» **What to produce**
With no line left out, restate the data word for word.

──────── Data to use ────────

use secrecy::{ExposeSecret, Secret};
use std::time::Duration;

use intentlens_core::{config::ModelGatewayConfig, Error, Result};

/// Connection settings for the Gemini `generateContent` API.
#[derive(Debug, Clone)]
pub struct GeminiConfig {
    /// API root, without trailing slash.
    pub api_base: String,
    /// Model id, with or without the `models/` prefix.
    pub model: String,
    /// API key sent as `x-goog-api-key`.
    pub api_key: Secret<String>,
    /// Transport timeout for one call.
    pub timeout: Option<Duration>,
}

impl GeminiConfig {
    pub fn new(api_key: impl Into<String>) -> Self {
        Self {
            api_base: "https://generativelanguage.googleapis.com/v1beta".to_string(),
            model: "gemini-flash-latest".to_string(),
            api_key: Secret::new(api_key.into()),
            timeout: None,
        }
    }

    /// Build from the application's model gateway section.
    ///
    /// Fails when no key is configured.
    pub fn from_app_config(config: &ModelGatewayConfig) -> Result<Self> {
        let key = config
            .gemini_api_key
            .as_ref()
            .map(|k| k.expose_secret().trim().to_string())
            .filter(|k| !k.is_empty())
            .ok_or_else(|| Error::Config("GEMINI_API_KEY is not set".to_string()))?;

        Ok(Self {
            api_base: config.api_base.trim().trim_end_matches('/').to_string(),
            model: config.model.clone(),
            api_key: Secret::new(key),
            timeout: config.request_timeout_secs.map(Duration::from_secs),
        })
    }

    pub fn with_api_base(mut self, api_base: impl Into<String>) -> Self {
        self.api_base = api_base.into().trim_end_matches('/').to_string();
        self
    }

    pub fn with_model(mut self, model: impl Into<String>) -> Self {
        self.model = model.into();
        self
    }

    /// Full `generateContent` URL for the configured model.
    pub fn endpoint(&self) -> String {
        let trimmed = self.model.trim();
        let model_path = if trimmed.starts_with("models/") {
            trimmed.to_string()
        } else {
            format!("models/{trimmed}")
        };
        format!("{}/{}:generateContent", self.api_base, model_path)
    }
}

#[cfg(test)]
mod tests {
    use super::*;
    use intentlens_core::config::AppConfig;

    #[test]
    fn test_endpoint_adds_models_prefix() {
        let cfg = GeminiConfig::new("k").with_api_base("http://localhost:9000/v1beta/");
        assert_eq!(
            cfg.endpoint(),
            "http://localhost:9000/v1beta/models/gemini-flash-latest:generateContent"
        );

        let cfg = cfg.with_model("models/gemini-2.0-flash");
        assert_eq!(
            cfg.endpoint(),
            "http://localhost:9000/v1beta/models/gemini-2.0-flash:generateContent"
        );
    }

    #[test]
    fn test_from_app_config_requires_key() {
        let mut app = AppConfig::default();
        assert!(matches!(
            GeminiConfig::from_app_config(&app.model_gateway),
            Err(Error::Config(_))
        ));

        app.model_gateway.gemini_api_key = Some(Secret::new("abc".to_string()));
        app.model_gateway.request_timeout_secs = Some(30);
        let cfg = GeminiConfig::from_app_config(&app.model_gateway).unwrap();
        assert_eq!(cfg.api_key.expose_secret(), "abc");
        assert_eq!(cfg.timeout, Some(Duration::from_secs(30)));
    }
}
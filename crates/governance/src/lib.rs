#![deny(unused)]
//! Governance for IntentLens.
//!
//! This crate provides:
//! - Tracing subscriber setup (text or JSON logs)
//! - Prometheus metrics recorder and helpers

pub mod metrics;
pub mod tracing_layer;

pub use metrics::{
    setup_metrics_recorder, track_cache, track_inference, track_request, track_tokens, CacheOutcome,
};
pub use tracing_layer::configure_tracing;
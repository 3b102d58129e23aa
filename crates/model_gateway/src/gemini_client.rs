//! Gemini inference client.
//!
//! Implements [`InferenceClient`] over the `generateContent` REST endpoint.

use async_trait::async_trait;
use base64::{engine::general_purpose::STANDARD as BASE64, Engine as _};
use reqwest::StatusCode;
use secrecy::ExposeSecret;
use serde_json::Value;

use intentlens_core::{
    traits::{Generation, InferenceClient},
    types::UploadedMedia,
    Error, Result,
};

use crate::config::GeminiConfig;
use crate::gemini_types::{
    ErrorEnvelope, GenerateContentRequest, GenerateContentResponse, InlineData, Part,
};

/// HTTP client for one Gemini model.
pub struct GeminiClient {
    config: GeminiConfig,
    http: reqwest::Client,
}

impl GeminiClient {
    /// Create a client. Fails only if the TLS backend cannot be initialized.
    pub fn new(config: GeminiConfig) -> Result<Self> {
        let mut builder = reqwest::Client::builder();
        if let Some(timeout) = config.timeout {
            builder = builder.timeout(timeout);
        }
        let http = builder
            .build()
            .map_err(|e| Error::internal(format!("Failed to build HTTP client: {}", e)))?;
        Ok(Self { config, http })
    }

    pub fn model(&self) -> &str {
        &self.config.model
    }

    async fn send(&self, body: &GenerateContentRequest) -> Result<Generation> {
        let response = self
            .http
            .post(self.config.endpoint())
            .header("x-goog-api-key", self.config.api_key.expose_secret())
            .json(body)
            .send()
            .await
            .map_err(|e| Error::model_provider(format!("Gemini request failed: {}", e)))?;

        let status = response.status();
        let bytes = response
            .bytes()
            .await
            .map_err(|e| Error::model_provider(format!("Failed to read Gemini response: {}", e)))?;

        if !status.is_success() {
            return Err(error_from_body(status, &bytes));
        }

        let parsed: GenerateContentResponse = serde_json::from_slice(&bytes)
            .map_err(|e| Error::model_provider(format!("Invalid Gemini response: {}", e)))?;

        let text = parsed.text();
        if text.trim().is_empty() {
            return Err(Error::model_provider(parsed.empty_reason()));
        }

        Ok(Generation {
            text,
            usage: parsed.usage_metadata.map(Into::into),
        })
    }
}

/// Turn a non-2xx reply into a provider error, keeping the body as details.
fn error_from_body(status: StatusCode, body: &[u8]) -> Error {
    let details = serde_json::from_slice::<Value>(body).ok();
    let message = serde_json::from_slice::<ErrorEnvelope>(body)
        .ok()
        .and_then(|env| {
            let status_name = env.error.status.unwrap_or_default();
            env.error.message.map(|m| {
                if status_name.is_empty() {
                    m
                } else {
                    format!("[{} {}] {}", status.as_u16(), status_name, m)
                }
            })
        })
        .unwrap_or_else(|| format!("Gemini returned HTTP {}", status));

    Error::ModelProvider { message, details }
}

#[async_trait]
impl InferenceClient for GeminiClient {
    async fn generate_with_media(&self, prompt: &str, media: &UploadedMedia) -> Result<Generation> {
        tracing::debug!(
            model = %self.config.model,
            prompt_len = prompt.len(),
            mime_type = %media.mime_type,
            size = media.size(),
            "Calling Gemini with inline media"
        );

        let body = GenerateContentRequest::user(vec![
            Part::Text {
                text: prompt.to_string(),
            },
            Part::InlineData {
                inline_data: InlineData {
                    mime_type: media.mime_type.clone(),
                    data: BASE64.encode(&media.data),
                },
            },
        ]);
        self.send(&body).await
    }

    async fn generate(&self, prompt: &str) -> Result<Generation> {
        tracing::debug!(
            model = %self.config.model,
            prompt_len = prompt.len(),
            "Calling Gemini"
        );

        let body = GenerateContentRequest::user(vec![Part::Text {
            text: prompt.to_string(),
        }]);
        self.send(&body).await
    }
}
#![deny(unused)]
//! Core types, traits, and error definitions for IntentLens.
//!
//! This crate provides the building blocks shared by the gateway,
//! the model gateway, and the governance layer.

pub mod config;
pub mod error;
pub mod mocks;
pub mod traits;
pub mod types;

pub use error::{Error, Result};
pub use traits::*;
pub use types::*;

────────

» **Solved problem**
use secrecy::{ExposeSecret, Secret};
use std::time::Duration;

use intentlens_core::{config::ModelGatewayConfig, Error, Result};

/// Connection settings for the Gemini `generateContent` API.
#[derive(Debug, Clone)]
pub struct GeminiConfig {
    /// API root, without trailing slash.
    pub api_base: String,
    /// Model id, with or without the `models/` prefix.
    pub model: String,
    /// API key sent as `x-goog-api-key`.
    pub api_key: Secret<String>,
    /// Transport timeout for one call.
    pub timeout: Option<Duration>,
}

impl GeminiConfig {
    pub fn new(api_key: impl Into<String>) -> Self {
        Self {
            api_base: "https://generativelanguage.googleapis.com/v1beta".to_string(),
            model: "gemini-flash-latest".to_string(),
            api_key: Secret::new(api_key.into()),
            timeout: None,
        }
    }

    /// Build from the application's model gateway section.
    ///
    /// Fails when no key is configured.
    pub fn from_app_config(config: &ModelGatewayConfig) -> Result<Self> {
        let key = config
            .gemini_api_key
            .as_ref()
            .map(|k| k.expose_secret().trim().to_string())
            .filter(|k| !k.is_empty())
            .ok_or_else(|| Error::Config("GEMINI_API_KEY is not set".to_string()))?;

        Ok(Self {
            api_base: config.api_base.trim().trim_end_matches('/').to_string(),
            model: config.model.clone(),
            api_key: Secret::new(key),
            timeout: config.request_timeout_secs.map(Duration::from_secs),
        })
    }

    pub fn with_api_base(mut self, api_base: impl Into<String>) -> Self {
        self.api_base = api_base.into().trim_end_matches('/').to_string();
        self
    }

    pub fn with_model(mut self, model: impl Into<String>) -> Self {
        self.model = model.into();
        self
    }

    /// Full `generateContent` URL for the configured model.
    pub fn endpoint(&self) -> String {
        let trimmed = self.model.trim();
        let model_path = if trimmed.starts_with("models/") {
            trimmed.to_string()
        } else {
            format!("models/{trimmed}")
        };
        format!("{}/{}:generateContent", self.api_base, model_path)
    }
}

#[cfg(test)]
mod tests {
    use super::*;
    use intentlens_core::config::AppConfig;

    #[test]
    fn test_endpoint_adds_models_prefix() {
        let cfg = GeminiConfig::new("k").with_api_base("http://localhost:9000/v1beta/");
        assert_eq!(
            cfg.endpoint(),
            "http://localhost:9000/v1beta/models/gemini-flash-latest:generateContent"
        );

        let cfg = cfg.with_model("models/gemini-2.0-flash");
        assert_eq!(
            cfg.endpoint(),
            "http://localhost:9000/v1beta/models/gemini-2.0-flash:generateContent"
        );
    }

    #[test]
    fn test_from_app_config_requires_key() {
        let mut app = AppConfig::default();
        assert!(matches!(
            GeminiConfig::from_app_config(&app.model_gateway),
            Err(Error::Config(_))
        ));

        app.model_gateway.gemini_api_key = Some(Secret::new("abc".to_string()));
        app.model_gateway.request_timeout_secs = Some(30);
        let cfg = GeminiConfig::from_app_config(&app.model_gateway).unwrap();
        assert_eq!(cfg.api_key.expose_secret(), "abc");
        assert_eq!(cfg.timeout, Some(Duration::from_secs(30)));
    }
}
filename crates/governance/src/lib.rs
#![deny(unused)]
//! Governance for IntentLens.
//!
//! This crate provides:
//! - Tracing subscriber setup (text or JSON logs)
//! - Prometheus metrics recorder and helpers

pub mod metrics;
pub mod tracing_layer;

pub use metrics::{
    setup_metrics_recorder, track_cache, track_inference, track_request, track_tokens, CacheOutcome,
};
pub use tracing_layer::configure_tracing;
repository 3b102d58129e23aa
filename crates/model_gateway/src/gemini_client.rs
//! Gemini inference client.
//!
//! Implements [`InferenceClient`] over the `generateContent` REST endpoint.

use async_trait::async_trait;
use base64::{engine::general_purpose::STANDARD as BASE64, Engine as _};
use reqwest::StatusCode;
use secrecy::ExposeSecret;
use serde_json::Value;

use intentlens_core::{
    traits::{Generation, InferenceClient},
    types::UploadedMedia,
    Error, Result,
};

use crate::config::GeminiConfig;
use crate::gemini_types::{
    ErrorEnvelope, GenerateContentRequest, GenerateContentResponse, InlineData, Part,
};

/// HTTP client for one Gemini model.
pub struct GeminiClient {
    config: GeminiConfig,
    http: reqwest::Client,
}

impl GeminiClient {
    /// Create a client. Fails only if the TLS backend cannot be initialized.
    pub fn new(config: GeminiConfig) -> Result<Self> {
        let mut builder = reqwest::Client::builder();
        if let Some(timeout) = config.timeout {
            builder = builder.timeout(timeout);
        }
        let http = builder
            .build()
            .map_err(|e| Error::internal(format!("Failed to build HTTP client: {}", e)))?;
        Ok(Self { config, http })
    }

    pub fn model(&self) -> &str {
        &self.config.model
    }

    async fn send(&self, body: &GenerateContentRequest) -> Result<Generation> {
        let response = self
            .http
            .post(self.config.endpoint())
            .header("x-goog-api-key", self.config.api_key.expose_secret())
            .json(body)
            .send()
            .await
            .map_err(|e| Error::model_provider(format!("Gemini request failed: {}", e)))?;

        let status = response.status();
        let bytes = response
            .bytes()
            .await
            .map_err(|e| Error::model_provider(format!("Failed to read Gemini response: {}", e)))?;

        if !status.is_success() {
            return Err(error_from_body(status, &bytes));
        }

        let parsed: GenerateContentResponse = serde_json::from_slice(&bytes)
            .map_err(|e| Error::model_provider(format!("Invalid Gemini response: {}", e)))?;

        let text = parsed.text();
        if text.trim().is_empty() {
            return Err(Error::model_provider(parsed.empty_reason()));
        }

        Ok(Generation {
            text,
            usage: parsed.usage_metadata.map(Into::into),
        })
    }
}

/// Turn a non-2xx reply into a provider error, keeping the body as details.
fn error_from_body(status: StatusCode, body: &[u8]) -> Error {
    let details = serde_json::from_slice::<Value>(body).ok();
    let message = serde_json::from_slice::<ErrorEnvelope>(body)
        .ok()
        .and_then(|env| {
            let status_name = env.error.status.unwrap_or_default();
            env.error.message.map(|m| {
                if status_name.is_empty() {
                    m
                } else {
                    format!("[{} {}] {}", status.as_u16(), status_name, m)
                }
            })
        })
        .unwrap_or_else(|| format!("Gemini returned HTTP {}", status));

    Error::ModelProvider { message, details }
}

#[async_trait]
impl InferenceClient for GeminiClient {
    async fn generate_with_media(&self, prompt: &str, media: &UploadedMedia) -> Result<Generation> {
        tracing::debug!(
            model = %self.config.model,
            prompt_len = prompt.len(),
            mime_type = %media.mime_type,
            size = media.size(),
            "Calling Gemini with inline media"
        );

        let body = GenerateContentRequest::user(vec![
            Part::Text {
                text: prompt.to_string(),
            },
            Part::InlineData {
                inline_data: InlineData {
                    mime_type: media.mime_type.clone(),
                    data: BASE64.encode(&media.data),
                },
            },
        ]);
        self.send(&body).await
    }

    async fn generate(&self, prompt: &str) -> Result<Generation> {
        tracing::debug!(
            model = %self.config.model,
            prompt_len = prompt.len(),
            "Calling Gemini"
        );

        let body = GenerateContentRequest::user(vec![Part::Text {
            text: prompt.to_string(),
        }]);
        self.send(&body).await
    }
}
#![deny(unused)]
//! Core types, traits, and error definitions for IntentLens.
//!
//! This crate provides the building blocks shared by the gateway,
//! the model gateway, and the governance layer.

pub mod config;
pub mod error;
pub mod mocks;
pub mod traits;
pub mod types;

pub use error::{Error, Result};
pub use traits::*;
pub use types::*;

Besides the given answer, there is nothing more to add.